Bulk and single-cell transcriptome profiling of hESC-derived definitive endoderm cells induced by small molecules

Improving methods for human embryonic stem cell differentiation represents a challenge in modern regenerative medicine research. Using drug repurposing approaches, we discover small molecules that regulate the formation of definitive endoderm. Among them are inhibitors of known processes involved in endoderm differentiation (mTOR, PI3K, and JNK pathways) and a new compound, with an unknown mechanism of action, capable of inducing endoderm formation in the absence of growth factors in the media. Optimization of the classical protocol by including this compound achieves the same differentiation efficiency with a 90% cost reduction.

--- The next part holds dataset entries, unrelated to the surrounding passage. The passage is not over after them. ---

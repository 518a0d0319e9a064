//! Templar Core - Hexagonal Architecture Implementation
//!
//! This crate provides the domain and application layers for the Templar
//! project scaffolding tool, following hexagonal (ports and adapters)
//! architecture.
//!
//! ## Architecture Overview
//!
//! ```text
//! ┌─────────────────────────────────────────┐
//! │          templar-cli (CLI)              │
//! │     (Implements Driving Ports)          │
//! └──────────────────┬──────────────────────┘
//!                    │ calls
//!                    ▼
//! ┌─────────────────────────────────────────┐
//! │         Application Services            │
//! │   (MetadataService, RenderService)      │
//! │         Orchestrates Use Cases          │
//! └──────────────────┬──────────────────────┘
//!                    │ uses
//!                    ▼
//! ┌─────────────────────────────────────────┐
//! │      Application Ports (Traits)         │
//! │  (TemplateSource, ForeignMetadataMapper)│
//! └──────────────────┬──────────────────────┘
//!                    │ implemented by
//!                    ▼
//! ┌─────────────────────────────────────────┐
//! │    templar-adapters (Infrastructure)    │
//! │  (LocalTemplateSource, FileExcluder,    │
//! │   DotNetMetadataMapper, LocalOutput)    │
//! └─────────────────────────────────────────┘
//!                    │
//!                    ▼
//! ┌─────────────────────────────────────────┐
//! │       Domain Layer (Pure Logic)         │
//! │  (TemplateMetadata, TagEnvironment,     │
//! │   expression evaluator, renderer)       │
//! │        No Filesystem, No Network        │
//! └─────────────────────────────────────────┘
//! ```
//!
//! ## Usage
//!
//! ```rust
//! use templar_core::domain::{render, TagEnvironment, TagValue, TemplateFile};
//!
//! let files = vec![TemplateFile::new("greeting.txt", "Hello firstName!")];
//!
//! let mut env = TagEnvironment::new();
//! env.insert("firstName", TagValue::from("Ada"));
//!
//! let rendered = render::render(&files, &env, None).unwrap();
//! assert_eq!(rendered[0].content, "Hello Ada!");
//! ```

// Re-export domain layer (stable, well-defined API)
pub mod domain;

// Re-export application layer (orchestration logic)
pub mod application;

// Re-export error types
pub mod error;

// Public API - what external crates should use
pub mod prelude {
    pub use crate::application::{
        MetadataService, RenderService, Resolution, TemplateRef,
        ports::{ForeignMetadataMapper, TemplateSource},
    };
    pub use crate::domain::{
        ComputedTag, ConditionalTag, Tag, TagEnvironment, TagValue, TemplateFile,
        TemplateMetadata, render, resolver,
    };
    pub use crate::error::{TemplarError, TemplarResult};
}

// Version info
pub const VERSION: &str = env!("CARGO_PKG_VERSION");
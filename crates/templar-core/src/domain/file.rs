//! The file value exchanged between sources and the renderer.

/// One text file pulled from a template source.
///
/// `TemplateFile` is an immutable value: the renderer produces *new*
/// instances rather than mutating its inputs, so the same batch can be
/// rendered twice with different environments.
///
/// `name` is a relative path using `/` separators regardless of platform
/// (sources normalise on collection). Binary content is out of scope; the
/// core only ever sees UTF-8 text.
#[derive(Debug, Clone, PartialEq, Eq)]
pub struct TemplateFile {
    /// Relative path, e.g. `"src/main.cs"`.
    pub name: String,
    /// Full file content.
    pub content: String,
}

impl TemplateFile {
    pub fn new(name: impl Into<String>, content: impl Into<String>) -> Self {
        Self {
            name: name.into(),
            content: content.into(),
        }
    }
}
//! Unified error handling for Templar Core.
//!
//! This module provides a unified error type that wraps domain and application
//! errors, with rich context and user-actionable suggestions.

use thiserror::Error;

use crate::application::ApplicationError;
use crate::domain::DomainError;

/// Root error type for Templar Core operations.
///
/// This enum wraps all possible errors that can occur when using templar-core,
/// providing a unified interface for error handling.
#[derive(Debug, Error, Clone)]
pub enum TemplarError {
    /// Errors from the domain layer (rendering and metadata logic).
    #[error("Domain error: {0}")]
    Domain(#[from] DomainError),

    /// Errors from the application layer (orchestration failures).
    #[error("Application error: {0}")]
    Application(#[from] ApplicationError),
}

impl TemplarError {
    /// Get user-actionable suggestions for fixing this error.
    pub fn suggestions(&self) -> Vec<String> {
        match self {
            Self::Domain(e) => e.suggestions(),
            Self::Application(e) => e.suggestions(),
        }
    }

    /// Get error category for display/styling purposes.
    pub fn category(&self) -> ErrorCategory {
        match self {
            Self::Domain(e) => match e.category() {
                crate::domain::ErrorCategory::Template => ErrorCategory::Template,
                crate::domain::ErrorCategory::Expression => ErrorCategory::Expression,
                crate::domain::ErrorCategory::Internal => ErrorCategory::Internal,
            },
            Self::Application(e) => e.category(),
        }
    }
}

/// Error categories for UI display.
#[derive(Debug, Clone, Copy, PartialEq, Eq)]
pub enum ErrorCategory {
    Validation,
    Template,
    Expression,
    NotFound,
    Internal,
}

/// Convenient result type alias.
pub type TemplarResult<T> = Result<T, TemplarError>;
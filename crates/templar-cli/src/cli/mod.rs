//! CLI argument definitions using the clap derive API.
//!
//! This module is the *only* place that knows about argument names, aliases,
//! help text, and value parsing.  No rendering logic lives here.

use std::path::PathBuf;

use clap::{Args, Parser, Subcommand};

pub mod global;
pub use global::{GlobalArgs, OutputFormat};

// ── Top-level CLI ─────────────────────────────────────────────────────────────

/// Main CLI entry-point.
#[derive(Debug, Parser)]
#[command(
    name    = "templar",
    bin_name = "templar",
    version  = env!("CARGO_PKG_VERSION"),
    author   = env!("CARGO_PKG_AUTHORS"),
    about    = "\u{26a1} Render project templates with tags and conditional blocks",
    long_about = "Templar renders project templates: literal tag substitution, \
                  #if / #else / #endif conditional blocks, computed tags, and \
                  conditional file exclusion.",
    after_help = "EXAMPLES:\n\
        \x20 templar render ./templates/rest-api ./my-api --name my-api\n\
        \x20 templar render ./templates/rest-api ./my-api --set useDocker=true\n\
        \x20 templar render ./templates/rest-api ./out --dry-run\n\
        \x20 templar tags ./templates/rest-api",
    arg_required_else_help = true,
    subcommand_required    = true,
)]
pub struct Cli {
    /// Flags available on every subcommand.
    #[command(flatten)]
    pub global: GlobalArgs,

    /// Subcommand to execute.
    #[command(subcommand)]
    pub command: Commands,
}

// ── Subcommands ───────────────────────────────────────────────────────────────

/// All available subcommands.
#[derive(Debug, Subcommand)]
pub enum Commands {
    /// Render a template into an output directory.
    #[command(
        visible_alias = "r",
        about = "Render a template",
        after_help = "EXAMPLES:\n\
            \x20 templar render ./templates/rest-api ./my-api --name my-api\n\
            \x20 templar render ./templates/rest-api ./my-api --set useDocker=true --set port=9000\n\
            \x20 templar render ./templates/rest-api ./out --dry-run"
    )]
    Render(RenderArgs),

    /// Show the tags a template declares.
    #[command(
        visible_alias = "t",
        about = "List a template's tags",
        after_help = "EXAMPLES:\n\
            \x20 templar tags ./templates/rest-api"
    )]
    Tags(TagsArgs),
}

// ── render ────────────────────────────────────────────────────────────────────

/// Arguments for `templar render`.
#[derive(Debug, Args)]
pub struct RenderArgs {
    /// Template directory.
    #[arg(value_name = "TEMPLATE", help = "Template directory")]
    pub template: PathBuf,

    /// Output directory for rendered files.
    #[arg(value_name = "OUTPUT", help = "Output directory")]
    pub output: PathBuf,

    /// Project name (shorthand for `--set projectName=<NAME>`).
    #[arg(short = 'n', long = "name", value_name = "NAME", help = "Project name")]
    pub name: Option<String>,

    /// Tag value overrides, repeatable.
    ///
    /// `true` / `false` become booleans, numbers become numbers, anything
    /// else is a string.  Keys declared as conditional tags must be boolean.
    #[arg(
        short = 's',
        long = "set",
        value_name = "KEY=VALUE",
        help = "Override a tag value (repeatable)"
    )]
    pub set: Vec<String>,

    /// Describe what would be written without writing it.
    #[arg(long = "dry-run", help = "Show rendered files without writing")]
    pub dry_run: bool,

    /// Write into a non-empty output directory.
    #[arg(long = "force", help = "Allow writing into a non-empty directory")]
    pub force: bool,
}

// ── tags ──────────────────────────────────────────────────────────────────────

/// Arguments for `templar tags`.
#[derive(Debug, Args)]
pub struct TagsArgs {
    /// Template directory.
    #[arg(value_name = "TEMPLATE", help = "Template directory")]
    pub template: PathBuf,
}
//! Template source adapters.
//!
//! Implementations of `templar_core::application::ports::TemplateSource`:
//! a local-directory source for production and an in-memory source for tests.

pub mod local;
pub mod memory;

pub use local::LocalTemplateSource;
pub use memory::InMemorySource;
// ============================================================================
//  CLEAN MODULE BOUNDARIES
// ============================================================================

//! Core domain layer for Templar.
//!
//! This module contains pure rendering logic with no I/O of any kind.
//! Template fetching, file filtering, and output writing are handled via
//! ports (traits) defined in the application layer.
//!
//! ## Hexagonal Architecture Compliance
//!
//! - **No async**: domain logic is synchronous
//! - **No I/O**: no filesystem, network, or external calls
//! - **Immutable values**: files and metadata are never mutated in place
//! - **Confinement**: a [`TagEnvironment`] belongs to one render call;
//!   distinct calls with distinct environments may run in parallel freely
//!
// Public API - what the world sees
pub mod environment;
pub mod error;
pub mod expr;
pub mod file;
pub mod metadata;
pub mod render;
pub mod resolver;

// Re-exports for convenience
pub use environment::{LOWER_SUFFIX, TagEnvironment, TagValue, UPPER_SUFFIX};
pub use error::{DomainError, ErrorCategory};
pub use file::TemplateFile;
pub use metadata::{ComputedTag, ConditionalTag, Tag, TemplateMetadata};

The gene expression profile induced by the compound suggests that it is an inhibitor of the MYC pathway. The proposed in silico procedure for candidate molecule selection has broad potential for improving stem cell differentiation protocols. This study characterizes the bulk and single-cell transcriptome profiling of hESC-derived definitive endoderm cells induced by small molecules. Please note that the Single_cell_aggr_* and Single_cell_all.tar.gz files are assocated with Single_cell_36h, Single_cell_Endo_72h, and Single_cell_Meso_72h samples. Please note that the "Bulk_all_cor_names.tsv" contains total 30 data columns. Two sample data for 24 hours of N (N1-38038 and N1-38039) were removed as they were used as controls (stem cells with no treatment) and redundant to include.